= Zbigniew Siemiątkowski =

Polish politician (born 1957)

Zbigniew Siemiątkowski (born 8 October 1957 in Ciechanów, Poland) is a Polish politician and political scientist. He was Minister of Internal Affairs, 1996–97, and head of the Intelligence Agency (Agencja Wywiadu, or AW), 2002 – April 2004.

== Life ==
- 1977-1981 studies at the University of Warsaw, earning a master's degree in political science
- 1987 doctorate in Humanities, University of Warsaw.
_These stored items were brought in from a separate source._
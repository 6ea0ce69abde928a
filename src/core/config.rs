//! Configuration for batching targets and logger factories
//!
//! [`BatchConfig`] is the raw, deserializable form. It is checked once by
//! [`BatchConfig::validate`] and turned into [`BatchSettings`], which the
//! pipeline uses from then on.

use super::error::{LoggerError, Result};
use super::log_level::LogLevel;
use serde::{Deserialize, Serialize};
use std::time::Duration;

const COMPONENT: &str = "BatchingTarget";

/// Raw batching configuration
///
/// # Example
///
/// ```
/// use rust_log_facade::BatchConfig;
///
/// let config: BatchConfig = serde_json::from_str(
///     r#"{ "max_size": 100, "retry_delay": 0.25 }"#,
/// ).unwrap();
///
/// let settings = config.validate().unwrap();
/// assert_eq!(settings.threshold(), 100);
/// assert_eq!(settings.max_retries(), 3);
/// ```
#[derive(Debug, Clone, PartialEq, Serialize, Deserialize)]
#[serde(default)]
pub struct BatchConfig {
    /// Buffer length that triggers a flush; at least 2
    pub max_size: i64,
    /// Failed attempts retried before the fallback is used
    pub max_retries: u32,
    /// Base delay between attempts, in seconds
    pub retry_delay: f64,
    /// Multiply the base delay by the attempt number
    pub progressive_delay: bool,
}

impl Default for BatchConfig {
    fn default() -> Self {
        Self {
            max_size: 500,
            max_retries: 3,
            retry_delay: 0.6,
            progressive_delay: true,
        }
    }
}

impl BatchConfig {
    pub fn new() -> Self {
        Self::default()
    }

    #[must_use = "builder methods return a new value"]
    pub fn max_size(mut self, max_size: i64) -> Self {
        self.max_size = max_size;
        self
    }

    #[must_use = "builder methods return a new value"]
    pub fn max_retries(mut self, max_retries: u32) -> Self {
        self.max_retries = max_retries;
        self
    }

    /// Base retry delay in seconds
    #[must_use = "builder methods return a new value"]
    pub fn retry_delay(mut self, seconds: f64) -> Self {
        self.retry_delay = seconds;
        self
    }

    #[must_use = "builder methods return a new value"]
    pub fn progressive_delay(mut self, progressive: bool) -> Self {
        self.progressive_delay = progressive;
        self
    }

    /// Check the configuration and convert it into [`BatchSettings`]
    pub fn validate(&self) -> Result<BatchSettings> {
        if self.max_size < 2 {
            return Err(LoggerError::config(
                COMPONENT,
                "max_size must be positive and greater than 1",
            ));
        }

        if !self.retry_delay.is_finite() || self.retry_delay < 0.0 {
            return Err(LoggerError::config(
                COMPONENT,
                "retry_delay must be a positive number, to disable delays use max_retries parameter",
            ));
        }

        let retry_delay = Duration::try_from_secs_f64(self.retry_delay).map_err(|_| {
            LoggerError::config(COMPONENT, "retry_delay is too large to be represented as a duration")
        })?;

        let threshold = usize::try_from(self.max_size)
            .map_err(|_| LoggerError::config(COMPONENT, "max_size does not fit in memory"))?;

        Ok(BatchSettings {
            threshold,
            max_retries: self.max_retries,
            retry_delay,
            progressive_delay: self.progressive_delay,
        })
    }
}

/// Validated batching settings
#[derive(Debug, Clone, Copy, PartialEq, Eq)]
pub struct BatchSettings {
    threshold: usize,
    max_retries: u32,
    retry_delay: Duration,
    progressive_delay: bool,
}

impl BatchSettings {
    pub fn threshold(&self) -> usize {
        self.threshold
    }

    pub fn max_retries(&self) -> u32 {
        self.max_retries
    }

    pub fn retry_delay(&self) -> Duration {
        self.retry_delay
    }

    pub fn progressive_delay(&self) -> bool {
        self.progressive_delay
    }

    /// Delay to wait after failed attempt number `attempt` (1-based)
    pub fn delay_for(&self, attempt: u32) -> Duration {
        if self.progressive_delay {
            self.retry_delay.saturating_mul(attempt)
        } else {
            self.retry_delay
        }
    }
}

/// Level bounds given to every logger a factory creates
#[derive(Debug, Clone, Copy, PartialEq, Eq, Serialize, Deserialize)]
#[serde(default)]
pub struct FactoryConfig {
    pub min_level: LogLevel,
    pub max_level: LogLevel,
}

impl Default for FactoryConfig {
    fn default() -> Self {
        Self {
            min_level: LogLevel::Information,
            max_level: LogLevel::MAX,
        }
    }
}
- 1981-1991 work in the Department of Journalism and Politics at the University of Warsaw.
- 1978- member of the communist PZPR, and its successors, the SdRP and SLD.
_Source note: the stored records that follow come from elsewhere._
//! # Rust Log Facade
//!
//! An asynchronous logging facade: named loggers obtained from a factory
//! emit leveled records, and the factory routes each record to the targets
//! registered for its level.
//!
//! ## Features
//!
//! - **Level Routing**: Targets register a minimum level and receive every record at or above it
//! - **Batching Targets**: Records are buffered and delivered in groups
//! - **Retry and Fallback**: Failed batches are retried with constant or progressive backoff, then redirected to a fallback target
//! - **Graceful Shutdown**: Disposing a factory flushes every batching target
//! - **`log` Bridge**: `LogCrateTarget` forwards records to any `log` backend (`log-bridge` feature)

pub mod core;
pub mod targets;

pub mod prelude {
    pub use crate::core::{
        BatchConfig, BatchSink, BatchTarget, BatchingTarget, Diagnostic, DiagnosticCallback,
        ErrorInfo, FactoryConfig, FieldValue, Fields, LogLevel, LogRecord, Logger, LoggerError,
        LoggerFactory, LoggerFactoryBuilder, PipelineMetrics, RecordFormat, Result, Target,
        TimestampFormat,
    };
}

pub use crate::core::{
    BatchConfig, BatchSettings, BatchSink, BatchTarget, BatchingTarget, Diagnostic,
    DiagnosticCallback, DisposeErrorCallback, ErrorInfo, FactoryConfig, FieldValue, Fields,
    LogLevel, LogRecord, Logger, LoggerError, LoggerFactory, LoggerFactoryBuilder,
    PipelineMetrics, RecordFormat, RecordKind, Result, Target, TimestampFormat,
};
//! Log level definitions
//!
//! Levels are integers with a fixed step of [`LogLevel::STEP`], so the
//! logger cascade can walk downward one rank at a time.

use super::error::LoggerError;
use serde::{Deserialize, Serialize};
use std::fmt;
use std::str::FromStr;

#[derive(Debug, Clone, Copy, Default, PartialEq, Eq, PartialOrd, Ord, Hash, Serialize, Deserialize)]
#[serde(rename_all = "UPPERCASE")]
#[repr(i32)]
pub enum LogLevel {
    /// Sentinel: as a minimum level, accepts everything
    None = 0,
    Debug = 10,
    #[default]
    Information = 20,
    Warning = 30,
    Error = 40,
    Critical = 50,
}

impl LogLevel {
    /// Distance between two adjacent ranks
    pub const STEP: i32 = 10;

    /// Every level, ascending
    pub const ALL: [LogLevel; 6] = [
        LogLevel::None,
        LogLevel::Debug,
        LogLevel::Information,
        LogLevel::Warning,
        LogLevel::Error,
        LogLevel::Critical,
    ];

    /// Highest defined level
    pub const MAX: LogLevel = LogLevel::Critical;

    pub fn value(self) -> i32 {
        self as i32
    }

    pub fn to_str(&self) -> &'static str {
        match self {
            LogLevel::None => "NONE",
            LogLevel::Debug => "DEBUG",
            LogLevel::Information => "INFORMATION",
            LogLevel::Warning => "WARNING",
            LogLevel::Error => "ERROR",
            LogLevel::Critical => "CRITICAL",
        }
    }

    /// The level one rank below, or `None` when already at [`LogLevel::None`]
    pub fn lower(self) -> Option<LogLevel> {
        LogLevel::try_from(self.value() - Self::STEP).ok()
    }

    #[cfg(feature = "console")]
    pub fn color_code(&self) -> colored::Color {
        use colored::Color::*;
        match self {
            LogLevel::None => BrightBlack,
            LogLevel::Debug => Blue,
            LogLevel::Information => Green,
            LogLevel::Warning => Yellow,
            LogLevel::Error => Red,
            LogLevel::Critical => BrightRed,
        }
    }
}

impl TryFrom<i32> for LogLevel {
    type Error = LoggerError;

    fn try_from(value: i32) -> Result<Self, LoggerError> {
        match value {
            0 => Ok(LogLevel::None),
            10 => Ok(LogLevel::Debug),
            20 => Ok(LogLevel::Information),
            30 => Ok(LogLevel::Warning),
            40 => Ok(LogLevel::Error),
            50 => Ok(LogLevel::Critical),
            other => Err(LoggerError::InvalidLevel(other)),
        }
    }
}

impl From<LogLevel> for i32 {
    fn from(level: LogLevel) -> Self {
        level.value()
    }
}

impl fmt::Display for LogLevel {
    fn fmt(&self, f: &mut fmt::Formatter<'_>) -> fmt::Result {
        write!(f, "{}", self.to_str())
    }
}

impl FromStr for LogLevel {
    type Err = String;

    fn from_str(s: &str) -> Result<Self, Self::Err> {
        match s.to_uppercase().as_str() {
            "NONE" => Ok(LogLevel::None),
            "DEBUG" => Ok(LogLevel::Debug),
            "INFO" | "INFORMATION" => Ok(LogLevel::Information),
            "WARN" | "WARNING" => Ok(LogLevel::Warning),
            "ERROR" => Ok(LogLevel::Error),
            "CRITICAL" => Ok(LogLevel::Critical),
            _ => Err(format!("Invalid log level: '{}'", s)),
        }
    }
}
- 1995 Spokesman for the campaign of Aleksander Kwaśniewski; later appointed Assistant Secretary of State, and Deputy Chief of National Security.
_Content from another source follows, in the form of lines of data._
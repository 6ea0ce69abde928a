//! Pipeline metrics for observability
//!
//! Counters describing what a batching target did with the records it
//! accepted: how many were delivered, how often delivery was retried, and
//! how many records went to the fallback or were lost.

use std::sync::atomic::{AtomicU64, Ordering};

/// Metrics for one batching pipeline
///
/// # Example
///
/// ```
/// use rust_log_facade::PipelineMetrics;
///
/// let metrics = PipelineMetrics::new();
///
/// metrics.record_accepted();
/// metrics.record_delivered(1);
///
/// assert_eq!(metrics.records_accepted(), 1);
/// assert_eq!(metrics.records_delivered(), 1);
/// ```
#[derive(Debug)]
pub struct PipelineMetrics {
    /// Records appended to the buffer
    records_accepted: AtomicU64,

    /// Batches the sink accepted
    batches_delivered: AtomicU64,

    /// Records inside delivered batches
    records_delivered: AtomicU64,

    /// Failed attempts that were followed by a retry
    retries: AtomicU64,

    /// Batches handed to the fallback target
    fallback_batches: AtomicU64,

    /// Records discarded after retries ran out with no fallback
    records_lost: AtomicU64,
}

impl PipelineMetrics {
    /// Create a new metrics instance with all counters at zero
    pub const fn new() -> Self {
        Self {
            records_accepted: AtomicU64::new(0),
            batches_delivered: AtomicU64::new(0),
            records_delivered: AtomicU64::new(0),
            retries: AtomicU64::new(0),
            fallback_batches: AtomicU64::new(0),
            records_lost: AtomicU64::new(0),
        }
    }

    #[inline]
    pub fn records_accepted(&self) -> u64 {
        self.records_accepted.load(Ordering::Relaxed)
    }

    #[inline]
    pub fn batches_delivered(&self) -> u64 {
        self.batches_delivered.load(Ordering::Relaxed)
    }

    #[inline]
    pub fn records_delivered(&self) -> u64 {
        self.records_delivered.load(Ordering::Relaxed)
    }

    #[inline]
    pub fn retries(&self) -> u64 {
        self.retries.load(Ordering::Relaxed)
    }

    #[inline]
    pub fn fallback_batches(&self) -> u64 {
        self.fallback_batches.load(Ordering::Relaxed)
    }

    #[inline]
    pub fn records_lost(&self) -> u64 {
        self.records_lost.load(Ordering::Relaxed)
    }

    #[inline]
    pub fn record_accepted(&self) -> u64 {
        self.records_accepted.fetch_add(1, Ordering::Relaxed)
    }

    /// Record a successful batch of `records` records
    #[inline]
    pub fn record_delivered(&self, records: usize) {
        self.batches_delivered.fetch_add(1, Ordering::Relaxed);
        self.records_delivered
            .fetch_add(records as u64, Ordering::Relaxed);
    }

    #[inline]
    pub fn record_retry(&self) -> u64 {
        self.retries.fetch_add(1, Ordering::Relaxed)
    }

    #[inline]
    pub fn record_fallback(&self) -> u64 {
        self.fallback_batches.fetch_add(1, Ordering::Relaxed)
    }

    #[inline]
    pub fn record_lost(&self, records: usize) -> u64 {
        self.records_lost.fetch_add(records as u64, Ordering::Relaxed)
    }

    /// Lost records as a percentage (0.0 - 100.0) of accepted records
    ///
    /// Returns 0.0 if nothing has been accepted.
    pub fn loss_rate(&self) -> f64 {
        let accepted = self.records_accepted() as f64;
        if accepted == 0.0 {
            0.0
        } else {
            (self.records_lost() as f64 / accepted) * 100.0
        }
    }

    /// Reset all metrics to zero
    pub fn reset(&self) {
        self.records_accepted.store(0, Ordering::Relaxed);
        self.batches_delivered.store(0, Ordering::Relaxed);
        self.records_delivered.store(0, Ordering::Relaxed);
        self.retries.store(0, Ordering::Relaxed);
        self.fallback_batches.store(0, Ordering::Relaxed);
        self.records_lost.store(0, Ordering::Relaxed);
    }
}

impl Default for PipelineMetrics {
    fn default() -> Self {
        Self::new()
    }
}

impl Clone for PipelineMetrics {
    /// Create a snapshot of the current metrics values
    fn clone(&self) -> Self {
        Self {
            records_accepted: AtomicU64::new(self.records_accepted()),
            batches_delivered: AtomicU64::new(self.batches_delivered()),
            records_delivered: AtomicU64::new(self.records_delivered()),
            retries: AtomicU64::new(self.retries()),
            fallback_batches: AtomicU64::new(self.fallback_batches()),
            records_lost: AtomicU64::new(self.records_lost()),
        }
    }
}

#[cfg(test)]
mod tests {
    use super::*;

    #[test]
    fn test_metrics_new() {
        let metrics = PipelineMetrics::new();
        assert_eq!(metrics.records_accepted(), 0);
        assert_eq!(metrics.batches_delivered(), 0);
        assert_eq!(metrics.retries(), 0);
        assert_eq!(metrics.records_lost(), 0);
    }

    #[test]
    fn test_record_delivered_counts_batch_and_records() {
        let metrics = PipelineMetrics::new();
        metrics.record_delivered(5);
        metrics.record_delivered(3);
        assert_eq!(metrics.batches_delivered(), 2);
        assert_eq!(metrics.records_delivered(), 8);
    }

    #[test]
    fn test_loss_rate() {
        let metrics = PipelineMetrics::new();
        assert_eq!(metrics.loss_rate(), 0.0);

        for _ in 0..10 {
            metrics.record_accepted();
        }
        metrics.record_lost(1);

        let rate = metrics.loss_rate();
        assert!((9.9..=10.1).contains(&rate), "Loss rate was {}", rate);
    }

    #[test]
    fn test_metrics_reset_and_clone() {
        let metrics = PipelineMetrics::new();
        metrics.record_retry();
        metrics.record_fallback();

        let snapshot = metrics.clone();
        metrics.reset();

        assert_eq!(metrics.retries(), 0);
        assert_eq!(snapshot.retries(), 1);
        assert_eq!(snapshot.fallback_batches(), 1);
    }
}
- 1996-1997 Minister of Internal Affairs
- 2001-2002 Secretary of State
- 2002 appointed chief of Agencja Wywiadu.
- 2004 resigned from AW.

==Rendition charges==
On 10 January 2012 Siemiątkowski was charged with "unlawfully depriving prisoners of their liberty" in connection with the Central Intelligence Agency's operation of a Black site in Poland, which was again hidden from the public
. The charges were subsequently withdrawn.